133. Effect of Differential Reinforcement on Creative Responding Among College Students
Area: TPC; Domain: Basic Research
SHANNON GARCIA (Central Missouri State University), Duane A. Lundervold (Central Missouri State University)
Abstract: Effect of differential reinforcement of creative behavior among college age adults was examined. Overall, past research supports the finding that extrinsic (externally delivered) reinforcers increases creative responding and minimally affects intrinsic motivation. However, most research has been conducted with young children. Twenty college age students were randomly assigned to a differential reinforcement (DRE) or a control (C) condition. DRE group received one 10- minute training session. Participants were instructed to describe creative uses for 10 common objects with contingent praise for divergent responding. At post training assessment, all participants were instructed to draw pictures using circles as the main part of the drawing. A creativity score was calculated by assigning a scored equal to the frequency of the drawing in the sample of drawings. Results indicated DRE had significantly higher mean creativity scores than the C condition (p = .01). Data support past research regarding effect of differential reinforcement on creative behavior. Limitations to the study include small sample size, use of an arbitrary task and lack of assessment of intrinsic motivation. Research evaluating the effect of external differential reinforcement procedures on college students' intrinsic motivation and creative responding using more functional tasks is needed.
134. Dog Eat Dog: The Use of Clicker Training to Decrease High-Intensity, Low-Frequency Canine Aggression
Area: TPC; Domain: Applied Research
JONATHAN A. WORCESTER (University of South Florida), Michelle Duda (University of South Florida)

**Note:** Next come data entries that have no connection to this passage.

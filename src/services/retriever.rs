//! Top-k retrieval over a vector index

use std::sync::Arc;

use crate::domain::errors::{RagError, RagResult};
use crate::domain::models::ScoredChunk;
use crate::domain::ports::Embedder;
use crate::infrastructure::vector::VectorIndex;

/// A vector index paired with the embedder it was built with and a fixed k
pub struct Retriever {
    index: Arc<VectorIndex>,
    embedder: Arc<dyn Embedder>,
    k: usize,
}

impl Retriever {
    /// # Returns
    /// * `Err(RagError::DimensionMismatch)` - If the embedder is not the model
    ///   the index was built with
    /// * `Err(RagError::Config)` - If `k` is zero
    pub fn new(index: Arc<VectorIndex>, embedder: Arc<dyn Embedder>, k: usize) -> RagResult<Self> {
        if k == 0 {
            return Err(RagError::Config("retrieval k must be greater than 0".to_string()));
        }

        let indexed = index.model();
        let current = embedder.model();
        if indexed != current {
            return Err(RagError::DimensionMismatch {
                expected: indexed.to_string(),
                actual: current.to_string(),
            });
        }

        Ok(Self { index, embedder, k })
    }

    /// The `k` chunks most relevant to `query`, best first
    pub async fn retrieve(&self, query: &str) -> RagResult<Vec<ScoredChunk>> {
        let vector = self.embedder.embed(query).await?;
        let results = self.index.query(&vector, self.k)?;

        tracing::info!(
            index = self.index.name(),
            k = self.k,
            retrieved = results.len(),
            "retrieved chunks"
        );

        Ok(results)
    }

    pub fn k(&self) -> usize {
        self.k
    }

    pub fn index(&self) -> &VectorIndex {
        &self.index
    }
}
//! Generation task boundary
//!
//! The inference call runs as its own tokio task bounded by the configured
//! timeout. The task is aborted when the timeout fires and when the awaiting
//! future is dropped (e.g. on Ctrl-C), which drops the in-flight request.

use std::sync::Arc;
use tokio::task::AbortHandle;

use crate::domain::errors::{RagError, RagResult};
use crate::domain::models::{ModelConfig, Prompt};
use crate::domain::ports::InferenceEngine;

struct AbortOnDrop(AbortHandle);

impl Drop for AbortOnDrop {
    fn drop(&mut self) {
        self.0.abort();
    }
}

/// Run `engine.generate` on a spawned task with `config.timeout()`
pub async fn generate_with_timeout(
    engine: Arc<dyn InferenceEngine>,
    prompt: Prompt,
    config: ModelConfig,
) -> RagResult<String> {
    let timeout = config.timeout();
    let backend = engine.backend_id().to_string();

    let mut handle = tokio::spawn(async move { engine.generate(&prompt, &config).await });
    let _abort = AbortOnDrop(handle.abort_handle());

    match tokio::time::timeout(timeout, &mut handle).await {
        Ok(Ok(result)) => result,
        Ok(Err(join_error)) => Err(RagError::Io(std::io::Error::other(format!(
            "generation task failed: {join_error}"
        )))),
        Err(_) => {
            tracing::warn!(backend = %backend, ?timeout, "generation timed out, aborting");
            Err(RagError::Timeout(timeout))
        }
    }
}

Abstract: Clicker training (Pryor, 1984) is a form of non-coercive training based on operant conditioning principles. Using a simple mechanical device to mark a behavior simultaneously paired with the presentation of a reinforcing stimulus, clicker training has been used to shape, extinguish, and/or reinforce new behaviors in a variety of domestic, farm, and wild animal species. The purpose of this poster presentation is to provide a data-based illustration of clicker training used with an owner and two dogs of similar size and weight. Within canine species, several types of aggression exist, including fear, predatory, and dominance aggression, each with different topographies and antecendent/consequence conditions (Polsky, 1983). Antecedent-behavior-consequence analyses confirmed that one dog engaged in highly intense biting directed toward the other dog on occasions when the two simultaneously approached or were approached by other dogs. Based on the hypothesis that the dog’s aggression served the function of dominance, a differential reinforcement of incompatible behavior procedure (DRI) was used to teach the dog to come to its owner instead of attacking the other dog. Data confirmed that the clicker training procedure successfully extinguished occurrences of aggression and shaped a prosocial replacement behavior within this context (i.e., coming to its owner).